DATASET EXTRACT —
□ □ □ □ □ □ □

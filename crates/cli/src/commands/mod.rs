//! Subcommand implementations.

pub mod crawl;
pub mod migrate;
pub mod user;

use contentforge_api::config::{ConfigError, database_url_from_env};
use contentforge_api::db;
use sqlx::PgPool;
use thiserror::Error;

/// Errors shared by the database-backed commands.
#[derive(Debug, Error)]
pub enum CommandError {
    /// Configuration missing or invalid.
    #[error("configuration error: {0}")]
    Config(#[from] ConfigError),

    /// Database connection error.
    #[error("database connection error: {0}")]
    Database(#[from] sqlx::Error),
}

/// Connect using `API_DATABASE_URL` (or `DATABASE_URL`).
pub async fn connect() -> Result<PgPool, CommandError> {
    dotenvy::dotenv().ok();
    let database_url = database_url_from_env()?;

    tracing::info!("Connecting to database...");
    Ok(db::create_pool(&database_url).await?)
}
//! Account errors.

use thiserror::Error;

use crate::db::RepositoryError;

#[derive(Debug, Error)]
pub enum AuthError {
    #[error("invalid email: {0}")]
    InvalidEmail(#[from] contentforge_core::EmailError),

    /// Unknown email and wrong password look the same to the caller.
    #[error("invalid email or password")]
    InvalidCredentials,

    #[error("an account with this email already exists")]
    UserAlreadyExists,

    #[error("{0}")]
    WeakPassword(String),

    #[error("database error: {0}")]
    Repository(#[from] RepositoryError),

    #[error("password hashing failed")]
    PasswordHash,
}
//! Publishing writes against mock WordPress and Shopify servers.

use std::time::Duration;

use chrono::Utc;
use contentforge_api::config::ShopifySettings;
use contentforge_api::models::Content;
use contentforge_api::services::publishing::{
    publish_product_description, publish_shopify, publish_wordpress, restore_product_description,
};
use contentforge_api::shopify::{ProductCache, ShopifyClient};
use contentforge_api::wordpress::WordPressClient;
use contentforge_core::{ContentId, ContentKind, ContentStatus, Platform, WebsiteId};
use secrecy::SecretString;
use serde_json::{Value, json};
use wiremock::matchers::{body_partial_json, method, path};
use wiremock::{Mock, MockServer, ResponseTemplate};

const PRODUCT: &str = "gid://shopify/Product/123";

fn content() -> Content {
    Content {
        id: ContentId::new(1),
        website_id: WebsiteId::new(1),
        kind: ContentKind::Article,
        title: "Brewing guide".to_string(),
        keywords: vec!["pour over".to_string(), "coffee".to_string()],
        body_markdown: "Steep for four minutes.".to_string(),
        body_html: "<p>Steep for four minutes.</p>".to_string(),
        meta_title: None,
        meta_description: Some("How we brew".to_string()),
        status: ContentStatus::Draft,
        platform: None,
        external_id: None,
        external_url: None,
        published_at: None,
        created_at: Utc::now(),
        updated_at: Utc::now(),
    }
}

/// `content` as it looks after a publish landed at `external_id`.
fn published_to(platform: Platform, external_id: &str) -> Content {
    Content {
        status: ContentStatus::Published,
        platform: Some(platform),
        external_id: Some(external_id.to_string()),
        published_at: Some(Utc::now()),
        ..content()
    }
}

fn wordpress(server: &MockServer) -> WordPressClient {
    WordPressClient::new(
        &server.uri(),
        "editor",
        &SecretString::from("abcd efgh 1234 5678"),
    )
    .expect("client")
}

fn shopify(server: &MockServer) -> ShopifyClient {
    ShopifyClient::with_base_url(
        "demo.myshopify.com",
        &server.uri(),
        &SecretString::from("shpat_test_token"),
        &ShopifySettings::default(),
        ProductCache::new(Duration::from_secs(60)),
    )
    .expect("client")
}

fn rest_path(resource: &str) -> String {
    format!(
        "/admin/api/{}/{resource}",
        ShopifySettings::default().api_version
    )
}

fn product_body(description_html: &str) -> Value {
    json!({
        "data": {
            "product": {
                "id": PRODUCT,
                "title": "Mug",
                "handle": "mug",
                "descriptionHtml": description_html,
                "status": "ACTIVE",
                "vendor": "Acme",
                "productType": "Kitchen",
                "tags": [],
                "onlineStoreUrl": null,
                "featuredImage": null,
                "priceRangeV2": {"minVariantPrice": {"amount": "9.99", "currencyCode": "USD"}}
            }
        }
    })
}

fn products_body() -> Value {
    json!({
        "data": {
            "products": {
                "pageInfo": {"hasNextPage": false, "endCursor": null},
                "nodes": []
            }
        }
    })
}

async fn mount_blogs(server: &MockServer) {
    Mock::given(method("GET"))
        .and(path(rest_path("blogs.json")))
        .respond_with(ResponseTemplate::new(200).set_body_json(json!({
            "blogs": [
                {"id": 11, "title": "News", "handle": "news"},
                {"id": 12, "title": "Guides", "handle": "guides"}
            ]
        })))
        .mount(server)
        .await;
}

#[tokio::test]
async fn test_wordpress_creates_then_updates_same_post() {
    let server = MockServer::start().await;

    Mock::given(method("POST"))
        .and(path("/wp-json/wp/v2/posts"))
        .and(body_partial_json(json!({"title": "Brewing guide", "status": "publish"})))
        .respond_with(ResponseTemplate::new(201).set_body_json(json!({
            "id": 41, "link": "https://blog.test/brewing-guide/", "status": "publish"
        })))
        .expect(1)
        .mount(&server)
        .await;
    Mock::given(method("POST"))
        .and(path("/wp-json/wp/v2/posts/41"))
        .and(body_partial_json(json!({"status": "draft"})))
        .respond_with(ResponseTemplate::new(200).set_body_json(json!({
            "id": 41, "link": "https://blog.test/?p=41", "status": "draft"
        })))
        .expect(1)
        .mount(&server)
        .await;

    let client = wordpress(&server);
    let created = publish_wordpress(&client, &content(), "publish".to_string(), vec![])
        .await
        .expect("create");
    assert_eq!(created.platform, Platform::WordPress);
    assert_eq!(created.external_id, "41");

    let republished = published_to(Platform::WordPress, &created.external_id);
    let updated = publish_wordpress(&client, &republished, "draft".to_string(), vec![])
        .await
        .expect("update");
    assert_eq!(updated.external_id, "41");
    assert_eq!(updated.external_url.as_deref(), Some("https://blog.test/?p=41"));
}

#[tokio::test]
async fn test_wordpress_ignores_id_from_another_platform() {
    let server = MockServer::start().await;

    Mock::given(method("POST"))
        .and(path("/wp-json/wp/v2/posts"))
        .respond_with(ResponseTemplate::new(201).set_body_json(json!({
            "id": 42, "link": "https://blog.test/?p=42", "status": "publish"
        })))
        .expect(1)
        .mount(&server)
        .await;

    // Last published to Shopify as article 99 of blog 11
    let elsewhere = published_to(Platform::Shopify, "11/99");
    let target = publish_wordpress(&wordpress(&server), &elsewhere, "publish".to_string(), vec![])
        .await
        .expect("create");
    assert_eq!(target.external_id, "42");
}

#[tokio::test]
async fn test_shopify_creates_then_updates_same_article() {
    let server = MockServer::start().await;
    mount_blogs(&server).await;

    Mock::given(method("POST"))
        .and(path(rest_path("blogs/12/articles.json")))
        .and(body_partial_json(json!({
            "article": {"title": "Brewing guide", "tags": "pour over, coffee", "published": true}
        })))
        .respond_with(ResponseTemplate::new(201).set_body_json(json!({
            "article": {"id": 99, "title": "Brewing guide", "handle": "brewing-guide", "blog_id": 12}
        })))
        .expect(1)
        .mount(&server)
        .await;
    Mock::given(method("PUT"))
        .and(path(rest_path("blogs/12/articles/99.json")))
        .and(body_partial_json(json!({"article": {"published": false}})))
        .respond_with(ResponseTemplate::new(200).set_body_json(json!({
            "article": {"id": 99, "title": "Brewing guide", "handle": "brewing-guide", "blog_id": 12}
        })))
        .expect(1)
        .mount(&server)
        .await;

    let client = shopify(&server);
    let created = publish_shopify(&client, &content(), false, Some(12))
        .await
        .expect("create");
    assert_eq!(created.external_id, "12/99");
    assert_eq!(
        created.external_url.as_deref(),
        Some("https://demo.myshopify.com/blogs/guides/brewing-guide")
    );

    // No blog given: stays in the article's blog
    let republished = published_to(Platform::Shopify, &created.external_id);
    let updated = publish_shopify(&client, &republished, true, None)
        .await
        .expect("update");
    assert_eq!(updated.external_id, "12/99");
}

#[tokio::test]
async fn test_shopify_other_blog_gets_a_new_article() {
    let server = MockServer::start().await;
    mount_blogs(&server).await;

    Mock::given(method("POST"))
        .and(path(rest_path("blogs/11/articles.json")))
        .respond_with(ResponseTemplate::new(201).set_body_json(json!({
            "article": {"id": 100, "title": "Brewing guide", "handle": "brewing-guide", "blog_id": 11}
        })))
        .expect(1)
        .mount(&server)
        .await;
    Mock::given(method("PUT"))
        .respond_with(ResponseTemplate::new(200))
        .expect(0)
        .mount(&server)
        .await;

    let republished = published_to(Platform::Shopify, "12/99");
    let target = publish_shopify(&shopify(&server), &republished, false, Some(11))
        .await
        .expect("create");
    assert_eq!(target.external_id, "11/100");
}

#[tokio::test]
async fn test_revert_restores_the_description_each_publish_replaced() {
    let server = MockServer::start().await;

    // Live description before A, then A once it is published
    Mock::given(method("POST"))
        .and(body_partial_json(json!({"operationName": "Product"})))
        .respond_with(ResponseTemplate::new(200).set_body_json(product_body("<p>Original</p>")))
        .up_to_n_times(1)
        .expect(1)
        .mount(&server)
        .await;
    Mock::given(method("POST"))
        .and(body_partial_json(json!({"operationName": "Product"})))
        .respond_with(ResponseTemplate::new(200).set_body_json(product_body("<p>A</p>")))
        .expect(1)
        .mount(&server)
        .await;
    Mock::given(method("PUT"))
        .and(path(rest_path("products/123.json")))
        .and(body_partial_json(json!({"product": {"id": 123, "body_html": "<p>A</p>"}})))
        .respond_with(ResponseTemplate::new(200).set_body_json(json!({"product": {"id": 123}})))
        .expect(2)
        .mount(&server)
        .await;
    Mock::given(method("PUT"))
        .and(path(rest_path("products/123.json")))
        .and(body_partial_json(json!({"product": {"body_html": "<p>B</p>"}})))
        .respond_with(ResponseTemplate::new(200).set_body_json(json!({"product": {"id": 123}})))
        .expect(1)
        .mount(&server)
        .await;

    let client = shopify(&server);
    let before_a = publish_product_description(&client, PRODUCT, "<p>A</p>")
        .await
        .expect("publish A");
    assert_eq!(before_a, "<p>Original</p>");

    let before_b = publish_product_description(&client, PRODUCT, "<p>B</p>")
        .await
        .expect("publish B");
    assert_eq!(before_b, "<p>A</p>");

    // Reverting B puts A back, not the text seen at generation time
    restore_product_description(&client, PRODUCT, &before_b)
        .await
        .expect("revert B");
}

#[tokio::test]
async fn test_publish_and_revert_invalidate_cached_pages() {
    let server = MockServer::start().await;

    Mock::given(method("POST"))
        .and(body_partial_json(json!({"operationName": "Products"})))
        .respond_with(ResponseTemplate::new(200).set_body_json(products_body()))
        .expect(3)
        .mount(&server)
        .await;
    Mock::given(method("POST"))
        .and(body_partial_json(json!({"operationName": "Product"})))
        .respond_with(ResponseTemplate::new(200).set_body_json(product_body("<p>Original</p>")))
        .mount(&server)
        .await;
    Mock::given(method("PUT"))
        .and(path(rest_path("products/123.json")))
        .respond_with(ResponseTemplate::new(200).set_body_json(json!({"product": {"id": 123}})))
        .expect(2)
        .mount(&server)
        .await;

    let client = shopify(&server);
    client.products_page(50, None, None).await.expect("page");
    client.products_page(50, None, None).await.expect("cached");

    let previous = publish_product_description(&client, PRODUCT, "<p>New</p>")
        .await
        .expect("publish");
    client.products_page(50, None, None).await.expect("refetched");

    restore_product_description(&client, PRODUCT, &previous)
        .await
        .expect("revert");
    client.products_page(50, None, None).await.expect("refetched");
}

#[tokio::test]
async fn test_failed_read_skips_the_write() {
    let server = MockServer::start().await;

    Mock::given(method("POST"))
        .and(body_partial_json(json!({"operationName": "Product"})))
        .respond_with(ResponseTemplate::new(200).set_body_json(json!({"data": {"product": null}})))
        .mount(&server)
        .await;
    Mock::given(method("PUT"))
        .respond_with(ResponseTemplate::new(200))
        .expect(0)
        .mount(&server)
        .await;

    let result = publish_product_description(&shopify(&server), PRODUCT, "<p>New</p>").await;
    assert!(result.is_err());
}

□ □ □ □ □ □ □

WHAT YOU HAVE TO DO — For each line in the data that holds "demo", add one to a count, then report that count alone.

EXERCISE RESPONSE — 2